TRY IT: Return exactly the span of lines in the following data that opens with the line containing "honors these fields." and closes with the line containing "Split one input". Include nothing else.

Saved entries:
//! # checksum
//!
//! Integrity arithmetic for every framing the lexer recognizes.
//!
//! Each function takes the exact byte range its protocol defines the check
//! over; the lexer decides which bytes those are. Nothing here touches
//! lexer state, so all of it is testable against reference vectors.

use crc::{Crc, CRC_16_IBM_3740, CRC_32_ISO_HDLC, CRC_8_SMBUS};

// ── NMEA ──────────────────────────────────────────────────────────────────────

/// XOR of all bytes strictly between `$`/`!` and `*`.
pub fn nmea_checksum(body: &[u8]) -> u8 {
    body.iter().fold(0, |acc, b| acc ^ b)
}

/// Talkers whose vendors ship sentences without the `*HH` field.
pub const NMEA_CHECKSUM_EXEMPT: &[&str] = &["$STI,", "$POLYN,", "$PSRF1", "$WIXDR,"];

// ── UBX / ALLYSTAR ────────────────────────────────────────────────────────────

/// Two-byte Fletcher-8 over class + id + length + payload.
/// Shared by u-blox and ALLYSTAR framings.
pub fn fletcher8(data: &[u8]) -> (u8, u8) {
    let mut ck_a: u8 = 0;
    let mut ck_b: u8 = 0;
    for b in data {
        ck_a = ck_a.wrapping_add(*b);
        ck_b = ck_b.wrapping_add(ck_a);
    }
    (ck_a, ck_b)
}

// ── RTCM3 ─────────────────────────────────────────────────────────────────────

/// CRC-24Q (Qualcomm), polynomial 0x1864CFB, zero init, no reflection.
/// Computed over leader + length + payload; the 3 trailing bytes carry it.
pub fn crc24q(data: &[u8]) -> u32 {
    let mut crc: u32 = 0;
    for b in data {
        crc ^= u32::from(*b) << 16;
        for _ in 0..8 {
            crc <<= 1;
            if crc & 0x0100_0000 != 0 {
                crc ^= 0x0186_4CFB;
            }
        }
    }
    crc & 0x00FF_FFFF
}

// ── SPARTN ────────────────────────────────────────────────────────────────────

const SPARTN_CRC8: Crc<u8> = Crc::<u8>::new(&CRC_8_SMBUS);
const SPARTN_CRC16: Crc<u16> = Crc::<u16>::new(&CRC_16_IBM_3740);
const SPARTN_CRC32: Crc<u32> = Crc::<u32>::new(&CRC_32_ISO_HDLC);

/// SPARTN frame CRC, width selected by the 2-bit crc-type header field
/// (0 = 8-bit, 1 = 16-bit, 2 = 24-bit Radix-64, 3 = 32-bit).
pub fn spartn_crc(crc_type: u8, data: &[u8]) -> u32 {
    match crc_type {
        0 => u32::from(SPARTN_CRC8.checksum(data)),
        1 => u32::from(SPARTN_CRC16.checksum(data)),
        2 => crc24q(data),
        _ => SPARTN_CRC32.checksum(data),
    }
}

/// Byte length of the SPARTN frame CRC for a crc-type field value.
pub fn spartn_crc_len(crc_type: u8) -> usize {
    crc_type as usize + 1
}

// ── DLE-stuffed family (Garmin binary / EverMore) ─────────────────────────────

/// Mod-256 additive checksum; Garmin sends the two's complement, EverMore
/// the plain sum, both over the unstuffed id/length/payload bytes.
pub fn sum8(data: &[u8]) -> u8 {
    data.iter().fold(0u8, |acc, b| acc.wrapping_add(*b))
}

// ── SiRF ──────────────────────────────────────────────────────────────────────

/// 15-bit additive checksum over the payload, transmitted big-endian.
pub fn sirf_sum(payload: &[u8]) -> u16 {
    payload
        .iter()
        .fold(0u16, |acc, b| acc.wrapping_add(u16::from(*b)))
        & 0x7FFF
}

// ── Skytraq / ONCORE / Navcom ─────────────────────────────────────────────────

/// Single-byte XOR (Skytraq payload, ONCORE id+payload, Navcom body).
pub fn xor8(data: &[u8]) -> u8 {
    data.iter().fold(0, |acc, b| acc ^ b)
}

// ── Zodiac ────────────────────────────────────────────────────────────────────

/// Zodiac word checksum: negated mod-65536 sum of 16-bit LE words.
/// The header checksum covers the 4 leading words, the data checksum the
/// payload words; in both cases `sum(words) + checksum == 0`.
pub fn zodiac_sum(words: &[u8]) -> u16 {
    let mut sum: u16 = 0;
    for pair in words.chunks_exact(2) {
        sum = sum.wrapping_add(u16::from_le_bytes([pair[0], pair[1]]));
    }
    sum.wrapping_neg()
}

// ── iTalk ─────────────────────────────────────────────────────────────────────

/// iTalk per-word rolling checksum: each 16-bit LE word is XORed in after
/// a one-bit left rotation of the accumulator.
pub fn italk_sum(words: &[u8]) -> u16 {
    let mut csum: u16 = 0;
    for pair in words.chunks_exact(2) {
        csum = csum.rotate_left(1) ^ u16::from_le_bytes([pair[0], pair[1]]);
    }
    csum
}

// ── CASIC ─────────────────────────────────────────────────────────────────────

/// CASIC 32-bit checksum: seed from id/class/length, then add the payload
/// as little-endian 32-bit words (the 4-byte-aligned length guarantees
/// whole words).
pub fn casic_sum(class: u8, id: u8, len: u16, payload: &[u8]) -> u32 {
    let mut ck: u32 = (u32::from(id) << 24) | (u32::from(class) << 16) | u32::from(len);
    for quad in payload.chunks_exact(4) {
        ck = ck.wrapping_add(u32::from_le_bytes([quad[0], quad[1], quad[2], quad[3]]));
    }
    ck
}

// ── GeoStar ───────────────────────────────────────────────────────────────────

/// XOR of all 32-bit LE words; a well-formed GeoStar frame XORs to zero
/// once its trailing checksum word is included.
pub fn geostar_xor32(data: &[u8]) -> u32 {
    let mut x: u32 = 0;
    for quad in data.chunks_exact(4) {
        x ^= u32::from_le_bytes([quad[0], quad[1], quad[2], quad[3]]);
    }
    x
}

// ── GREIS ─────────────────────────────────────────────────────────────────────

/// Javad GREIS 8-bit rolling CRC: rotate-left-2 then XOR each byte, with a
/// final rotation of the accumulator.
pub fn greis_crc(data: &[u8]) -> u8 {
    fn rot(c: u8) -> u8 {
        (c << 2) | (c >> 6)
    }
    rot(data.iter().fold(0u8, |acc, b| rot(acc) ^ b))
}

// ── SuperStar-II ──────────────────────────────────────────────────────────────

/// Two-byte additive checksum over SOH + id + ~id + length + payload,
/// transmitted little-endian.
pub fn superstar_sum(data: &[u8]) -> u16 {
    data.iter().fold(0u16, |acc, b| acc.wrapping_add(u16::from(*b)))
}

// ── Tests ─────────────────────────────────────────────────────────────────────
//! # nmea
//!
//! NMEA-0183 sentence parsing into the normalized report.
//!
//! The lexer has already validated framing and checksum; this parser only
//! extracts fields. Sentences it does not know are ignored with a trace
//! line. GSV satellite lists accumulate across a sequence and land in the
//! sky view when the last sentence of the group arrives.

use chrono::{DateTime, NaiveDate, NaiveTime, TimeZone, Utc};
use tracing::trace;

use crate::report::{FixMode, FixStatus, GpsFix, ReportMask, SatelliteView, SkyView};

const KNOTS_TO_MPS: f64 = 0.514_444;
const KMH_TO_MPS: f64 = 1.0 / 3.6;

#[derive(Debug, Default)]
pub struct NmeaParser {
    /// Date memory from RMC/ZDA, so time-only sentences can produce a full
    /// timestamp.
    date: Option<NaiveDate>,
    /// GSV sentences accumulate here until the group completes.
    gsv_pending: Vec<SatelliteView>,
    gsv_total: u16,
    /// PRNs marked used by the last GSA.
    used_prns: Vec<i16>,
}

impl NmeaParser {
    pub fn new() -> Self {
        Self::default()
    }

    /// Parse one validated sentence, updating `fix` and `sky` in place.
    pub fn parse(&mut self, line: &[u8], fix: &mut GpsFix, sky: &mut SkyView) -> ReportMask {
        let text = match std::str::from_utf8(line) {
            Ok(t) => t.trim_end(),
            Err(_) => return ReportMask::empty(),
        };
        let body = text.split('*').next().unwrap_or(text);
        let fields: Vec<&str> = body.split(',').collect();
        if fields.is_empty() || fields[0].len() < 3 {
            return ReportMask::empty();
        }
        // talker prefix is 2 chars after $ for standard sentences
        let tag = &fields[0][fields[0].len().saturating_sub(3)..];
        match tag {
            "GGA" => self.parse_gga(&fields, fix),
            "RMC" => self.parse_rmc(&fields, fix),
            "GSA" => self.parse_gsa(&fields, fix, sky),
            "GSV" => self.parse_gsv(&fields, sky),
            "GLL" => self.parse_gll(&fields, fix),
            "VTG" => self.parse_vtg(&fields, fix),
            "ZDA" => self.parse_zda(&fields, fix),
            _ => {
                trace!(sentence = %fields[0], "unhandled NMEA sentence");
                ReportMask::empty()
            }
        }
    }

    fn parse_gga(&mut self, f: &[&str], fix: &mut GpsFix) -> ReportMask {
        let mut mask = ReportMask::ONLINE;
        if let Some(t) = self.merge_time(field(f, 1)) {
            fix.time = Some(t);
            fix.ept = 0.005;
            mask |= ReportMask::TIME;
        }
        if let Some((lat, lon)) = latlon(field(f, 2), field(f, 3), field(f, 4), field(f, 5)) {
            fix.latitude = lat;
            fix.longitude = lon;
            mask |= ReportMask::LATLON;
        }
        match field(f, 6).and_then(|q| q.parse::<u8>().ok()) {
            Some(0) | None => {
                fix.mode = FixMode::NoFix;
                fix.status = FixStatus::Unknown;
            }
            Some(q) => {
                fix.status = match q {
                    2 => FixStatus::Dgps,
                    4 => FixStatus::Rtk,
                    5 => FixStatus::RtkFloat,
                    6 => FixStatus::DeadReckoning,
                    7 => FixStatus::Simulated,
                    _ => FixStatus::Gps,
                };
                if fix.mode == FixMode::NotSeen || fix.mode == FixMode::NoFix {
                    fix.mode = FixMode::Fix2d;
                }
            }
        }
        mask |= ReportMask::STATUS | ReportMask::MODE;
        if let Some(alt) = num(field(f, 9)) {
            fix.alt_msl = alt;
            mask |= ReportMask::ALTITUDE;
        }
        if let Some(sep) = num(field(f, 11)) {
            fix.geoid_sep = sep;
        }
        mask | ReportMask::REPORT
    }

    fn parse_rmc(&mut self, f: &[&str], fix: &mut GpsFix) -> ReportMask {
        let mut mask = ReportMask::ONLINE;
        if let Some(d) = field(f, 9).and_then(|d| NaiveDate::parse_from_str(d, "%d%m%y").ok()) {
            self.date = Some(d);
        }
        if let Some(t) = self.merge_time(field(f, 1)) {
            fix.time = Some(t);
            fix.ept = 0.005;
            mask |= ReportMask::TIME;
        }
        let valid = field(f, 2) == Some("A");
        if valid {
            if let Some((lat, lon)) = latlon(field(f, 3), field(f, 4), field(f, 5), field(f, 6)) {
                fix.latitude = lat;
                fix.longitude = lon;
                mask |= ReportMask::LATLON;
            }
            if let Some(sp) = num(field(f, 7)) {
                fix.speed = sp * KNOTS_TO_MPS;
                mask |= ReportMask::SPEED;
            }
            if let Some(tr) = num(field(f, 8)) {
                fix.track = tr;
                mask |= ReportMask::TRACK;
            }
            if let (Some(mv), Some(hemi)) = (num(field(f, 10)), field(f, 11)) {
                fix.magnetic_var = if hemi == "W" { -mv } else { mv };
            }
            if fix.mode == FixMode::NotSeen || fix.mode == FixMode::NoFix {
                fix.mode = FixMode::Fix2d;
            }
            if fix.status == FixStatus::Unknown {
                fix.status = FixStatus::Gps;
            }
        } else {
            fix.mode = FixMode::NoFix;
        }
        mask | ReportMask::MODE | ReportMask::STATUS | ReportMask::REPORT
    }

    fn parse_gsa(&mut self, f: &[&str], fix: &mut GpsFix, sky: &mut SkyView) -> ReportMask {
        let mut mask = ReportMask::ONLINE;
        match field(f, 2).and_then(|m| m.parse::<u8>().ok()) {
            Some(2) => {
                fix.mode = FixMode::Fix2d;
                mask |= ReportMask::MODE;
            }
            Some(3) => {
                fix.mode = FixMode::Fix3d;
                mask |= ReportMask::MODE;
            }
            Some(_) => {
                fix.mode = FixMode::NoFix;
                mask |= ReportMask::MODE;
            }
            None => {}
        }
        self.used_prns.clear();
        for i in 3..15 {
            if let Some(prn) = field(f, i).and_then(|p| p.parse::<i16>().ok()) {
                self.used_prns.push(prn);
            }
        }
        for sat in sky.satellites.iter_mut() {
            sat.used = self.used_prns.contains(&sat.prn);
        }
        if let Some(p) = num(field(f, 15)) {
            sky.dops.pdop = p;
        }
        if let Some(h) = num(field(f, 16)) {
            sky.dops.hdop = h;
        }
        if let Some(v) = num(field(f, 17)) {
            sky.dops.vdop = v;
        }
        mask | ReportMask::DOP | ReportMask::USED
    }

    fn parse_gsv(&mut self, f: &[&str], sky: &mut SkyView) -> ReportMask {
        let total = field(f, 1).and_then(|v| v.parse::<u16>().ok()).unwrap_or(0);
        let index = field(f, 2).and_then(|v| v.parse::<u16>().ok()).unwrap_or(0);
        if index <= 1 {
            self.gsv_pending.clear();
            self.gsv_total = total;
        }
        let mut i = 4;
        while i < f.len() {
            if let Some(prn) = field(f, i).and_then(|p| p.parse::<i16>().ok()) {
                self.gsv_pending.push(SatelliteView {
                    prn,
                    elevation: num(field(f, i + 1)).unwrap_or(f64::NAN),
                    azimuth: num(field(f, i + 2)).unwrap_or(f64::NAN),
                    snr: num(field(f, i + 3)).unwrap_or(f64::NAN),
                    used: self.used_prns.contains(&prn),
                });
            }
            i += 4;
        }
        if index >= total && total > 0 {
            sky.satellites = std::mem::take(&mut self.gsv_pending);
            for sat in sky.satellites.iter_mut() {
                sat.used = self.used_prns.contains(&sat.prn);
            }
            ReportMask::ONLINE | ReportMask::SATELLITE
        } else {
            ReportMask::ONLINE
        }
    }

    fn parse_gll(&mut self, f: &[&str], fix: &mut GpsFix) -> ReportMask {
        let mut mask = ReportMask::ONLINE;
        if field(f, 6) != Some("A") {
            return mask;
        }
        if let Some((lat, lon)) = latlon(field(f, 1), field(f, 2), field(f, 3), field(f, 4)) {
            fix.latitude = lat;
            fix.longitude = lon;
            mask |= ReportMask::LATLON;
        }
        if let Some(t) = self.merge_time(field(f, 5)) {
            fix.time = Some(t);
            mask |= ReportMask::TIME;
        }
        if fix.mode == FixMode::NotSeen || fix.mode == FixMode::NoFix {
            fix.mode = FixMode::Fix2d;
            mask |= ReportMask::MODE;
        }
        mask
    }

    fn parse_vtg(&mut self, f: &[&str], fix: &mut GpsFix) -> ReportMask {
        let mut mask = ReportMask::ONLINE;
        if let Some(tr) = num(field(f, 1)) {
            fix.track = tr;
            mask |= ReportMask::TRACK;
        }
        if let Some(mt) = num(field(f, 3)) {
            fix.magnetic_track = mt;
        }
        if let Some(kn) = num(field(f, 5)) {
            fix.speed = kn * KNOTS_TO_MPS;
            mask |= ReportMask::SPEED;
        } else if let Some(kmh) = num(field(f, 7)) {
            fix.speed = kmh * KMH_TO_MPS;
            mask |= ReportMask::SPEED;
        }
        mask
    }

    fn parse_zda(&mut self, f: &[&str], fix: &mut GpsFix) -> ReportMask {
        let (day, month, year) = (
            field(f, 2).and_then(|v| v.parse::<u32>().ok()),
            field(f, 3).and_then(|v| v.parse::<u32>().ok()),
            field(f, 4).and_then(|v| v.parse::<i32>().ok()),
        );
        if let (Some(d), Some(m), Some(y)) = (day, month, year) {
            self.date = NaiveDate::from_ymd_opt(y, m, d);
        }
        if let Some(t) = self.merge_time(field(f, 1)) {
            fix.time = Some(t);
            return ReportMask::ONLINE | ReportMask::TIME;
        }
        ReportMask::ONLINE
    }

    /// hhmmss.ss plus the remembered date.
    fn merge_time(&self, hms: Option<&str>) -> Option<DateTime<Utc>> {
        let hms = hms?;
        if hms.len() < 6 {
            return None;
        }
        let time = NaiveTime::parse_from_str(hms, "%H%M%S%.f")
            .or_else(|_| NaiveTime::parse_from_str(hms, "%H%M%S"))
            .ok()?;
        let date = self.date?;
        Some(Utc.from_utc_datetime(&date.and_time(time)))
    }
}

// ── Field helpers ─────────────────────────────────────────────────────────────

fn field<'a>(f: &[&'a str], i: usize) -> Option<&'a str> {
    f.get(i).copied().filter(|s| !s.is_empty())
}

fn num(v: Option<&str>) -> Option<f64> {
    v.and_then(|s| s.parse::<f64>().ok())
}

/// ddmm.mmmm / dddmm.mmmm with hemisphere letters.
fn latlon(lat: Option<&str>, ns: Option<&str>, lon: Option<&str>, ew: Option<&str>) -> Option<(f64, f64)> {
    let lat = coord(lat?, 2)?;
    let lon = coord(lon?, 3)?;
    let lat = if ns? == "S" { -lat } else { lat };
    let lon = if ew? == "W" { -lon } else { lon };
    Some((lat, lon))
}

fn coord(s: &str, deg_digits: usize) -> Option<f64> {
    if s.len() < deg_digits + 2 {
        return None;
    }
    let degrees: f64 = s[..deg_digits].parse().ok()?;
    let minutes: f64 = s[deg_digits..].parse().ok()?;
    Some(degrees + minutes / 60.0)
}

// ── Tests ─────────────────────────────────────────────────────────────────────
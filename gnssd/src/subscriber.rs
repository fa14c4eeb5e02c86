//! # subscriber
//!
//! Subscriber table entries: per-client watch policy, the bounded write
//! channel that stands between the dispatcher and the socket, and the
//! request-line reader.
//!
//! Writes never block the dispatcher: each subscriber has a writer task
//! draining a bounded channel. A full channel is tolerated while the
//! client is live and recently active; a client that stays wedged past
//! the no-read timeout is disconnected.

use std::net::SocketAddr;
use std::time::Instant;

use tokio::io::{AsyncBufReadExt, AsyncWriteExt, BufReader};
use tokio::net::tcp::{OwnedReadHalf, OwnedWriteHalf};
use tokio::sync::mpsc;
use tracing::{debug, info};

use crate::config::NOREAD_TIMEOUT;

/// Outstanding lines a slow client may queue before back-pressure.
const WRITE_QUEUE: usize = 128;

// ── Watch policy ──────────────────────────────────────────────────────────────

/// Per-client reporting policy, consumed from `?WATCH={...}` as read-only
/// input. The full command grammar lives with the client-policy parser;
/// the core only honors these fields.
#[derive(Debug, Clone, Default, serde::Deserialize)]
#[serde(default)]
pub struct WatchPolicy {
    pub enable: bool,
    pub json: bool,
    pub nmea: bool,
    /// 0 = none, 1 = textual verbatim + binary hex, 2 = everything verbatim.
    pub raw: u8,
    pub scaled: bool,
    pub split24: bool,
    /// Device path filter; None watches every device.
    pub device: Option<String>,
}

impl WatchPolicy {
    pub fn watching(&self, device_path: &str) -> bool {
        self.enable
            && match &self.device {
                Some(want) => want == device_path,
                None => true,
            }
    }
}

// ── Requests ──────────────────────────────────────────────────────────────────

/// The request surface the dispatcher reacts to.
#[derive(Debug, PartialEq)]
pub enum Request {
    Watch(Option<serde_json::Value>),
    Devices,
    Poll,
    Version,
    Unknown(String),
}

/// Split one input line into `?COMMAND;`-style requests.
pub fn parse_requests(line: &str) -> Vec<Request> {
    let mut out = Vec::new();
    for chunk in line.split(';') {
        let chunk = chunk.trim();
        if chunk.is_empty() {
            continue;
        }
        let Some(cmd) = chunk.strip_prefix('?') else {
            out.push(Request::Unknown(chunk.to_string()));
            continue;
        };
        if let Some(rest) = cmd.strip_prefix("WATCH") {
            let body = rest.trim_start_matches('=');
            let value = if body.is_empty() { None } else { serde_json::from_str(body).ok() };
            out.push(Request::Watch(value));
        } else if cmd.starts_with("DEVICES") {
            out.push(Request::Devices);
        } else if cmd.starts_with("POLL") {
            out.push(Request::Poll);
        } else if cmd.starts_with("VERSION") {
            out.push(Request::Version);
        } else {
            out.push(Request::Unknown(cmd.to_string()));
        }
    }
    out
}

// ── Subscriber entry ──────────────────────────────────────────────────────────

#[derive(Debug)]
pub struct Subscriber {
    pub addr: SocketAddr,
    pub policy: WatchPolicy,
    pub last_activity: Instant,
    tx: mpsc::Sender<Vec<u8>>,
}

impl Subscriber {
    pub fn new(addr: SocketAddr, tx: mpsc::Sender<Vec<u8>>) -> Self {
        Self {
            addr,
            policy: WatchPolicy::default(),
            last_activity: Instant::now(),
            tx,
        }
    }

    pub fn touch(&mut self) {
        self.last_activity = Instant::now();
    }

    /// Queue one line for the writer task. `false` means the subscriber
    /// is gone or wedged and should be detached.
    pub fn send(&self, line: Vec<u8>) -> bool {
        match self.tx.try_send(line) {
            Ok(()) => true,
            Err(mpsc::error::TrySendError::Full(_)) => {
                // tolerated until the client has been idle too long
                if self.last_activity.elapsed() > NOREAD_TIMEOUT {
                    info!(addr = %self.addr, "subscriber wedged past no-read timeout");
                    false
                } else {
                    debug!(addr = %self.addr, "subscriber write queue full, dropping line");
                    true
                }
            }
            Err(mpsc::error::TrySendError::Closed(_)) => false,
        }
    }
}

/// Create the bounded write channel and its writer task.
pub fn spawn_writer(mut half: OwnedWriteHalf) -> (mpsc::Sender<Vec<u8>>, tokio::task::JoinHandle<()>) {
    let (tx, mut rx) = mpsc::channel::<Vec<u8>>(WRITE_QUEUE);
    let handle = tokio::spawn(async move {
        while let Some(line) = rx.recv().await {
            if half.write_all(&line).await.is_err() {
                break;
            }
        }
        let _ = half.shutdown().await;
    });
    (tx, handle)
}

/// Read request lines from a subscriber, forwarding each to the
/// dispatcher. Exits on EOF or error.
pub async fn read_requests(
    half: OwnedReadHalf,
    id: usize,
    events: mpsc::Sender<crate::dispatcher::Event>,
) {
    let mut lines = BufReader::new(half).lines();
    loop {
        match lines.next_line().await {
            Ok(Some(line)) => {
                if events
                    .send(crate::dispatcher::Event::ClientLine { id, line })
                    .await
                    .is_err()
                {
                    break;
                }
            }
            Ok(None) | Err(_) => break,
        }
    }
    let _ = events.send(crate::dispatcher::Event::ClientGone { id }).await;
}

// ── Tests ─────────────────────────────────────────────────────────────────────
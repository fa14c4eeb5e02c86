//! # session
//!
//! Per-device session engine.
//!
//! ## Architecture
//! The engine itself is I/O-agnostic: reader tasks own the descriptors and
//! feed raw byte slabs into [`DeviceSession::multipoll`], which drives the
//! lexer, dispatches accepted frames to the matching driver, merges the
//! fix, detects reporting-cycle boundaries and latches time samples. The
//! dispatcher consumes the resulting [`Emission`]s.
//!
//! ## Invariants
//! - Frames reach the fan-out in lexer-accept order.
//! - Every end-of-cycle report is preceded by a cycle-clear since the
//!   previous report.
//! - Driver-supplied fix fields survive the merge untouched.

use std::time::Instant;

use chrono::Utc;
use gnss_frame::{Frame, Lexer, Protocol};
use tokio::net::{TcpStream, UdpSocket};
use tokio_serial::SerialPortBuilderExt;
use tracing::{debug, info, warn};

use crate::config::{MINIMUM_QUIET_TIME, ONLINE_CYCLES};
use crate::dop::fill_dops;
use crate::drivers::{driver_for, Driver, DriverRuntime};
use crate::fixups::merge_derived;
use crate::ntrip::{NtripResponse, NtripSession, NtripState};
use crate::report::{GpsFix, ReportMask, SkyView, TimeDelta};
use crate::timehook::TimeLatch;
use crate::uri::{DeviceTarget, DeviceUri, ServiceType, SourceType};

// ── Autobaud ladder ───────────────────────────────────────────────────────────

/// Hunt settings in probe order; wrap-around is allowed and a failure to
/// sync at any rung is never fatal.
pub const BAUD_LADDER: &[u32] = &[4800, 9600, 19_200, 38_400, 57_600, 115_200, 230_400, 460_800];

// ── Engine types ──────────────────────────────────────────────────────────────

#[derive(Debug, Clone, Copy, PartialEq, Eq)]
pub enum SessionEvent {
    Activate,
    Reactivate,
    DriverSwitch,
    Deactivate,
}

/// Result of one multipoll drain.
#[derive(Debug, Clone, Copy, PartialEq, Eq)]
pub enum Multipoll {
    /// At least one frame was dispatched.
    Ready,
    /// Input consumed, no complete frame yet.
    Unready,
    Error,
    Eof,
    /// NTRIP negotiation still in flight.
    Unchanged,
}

ANSWER TO THE PROBLEM:
/// the core only honors these fields.
#[derive(Debug, Clone, Default, serde::Deserialize)]
#[serde(default)]
pub struct WatchPolicy {
    pub enable: bool,
    pub json: bool,
    pub nmea: bool,
    /// 0 = none, 1 = textual verbatim + binary hex, 2 = everything verbatim.
    pub raw: u8,
    pub scaled: bool,
    pub split24: bool,
    /// Device path filter; None watches every device.
    pub device: Option<String>,
}

impl WatchPolicy {
    pub fn watching(&self, device_path: &str) -> bool {
        self.enable
            && match &self.device {
                Some(want) => want == device_path,
                None => true,
            }
    }
}

// ── Requests ──────────────────────────────────────────────────────────────────

/// The request surface the dispatcher reacts to.
#[derive(Debug, PartialEq)]
pub enum Request {
    Watch(Option<serde_json::Value>),
    Devices,
    Poll,
    Version,
    Unknown(String),
}

/// Split one input line into `?COMMAND;`-style requests.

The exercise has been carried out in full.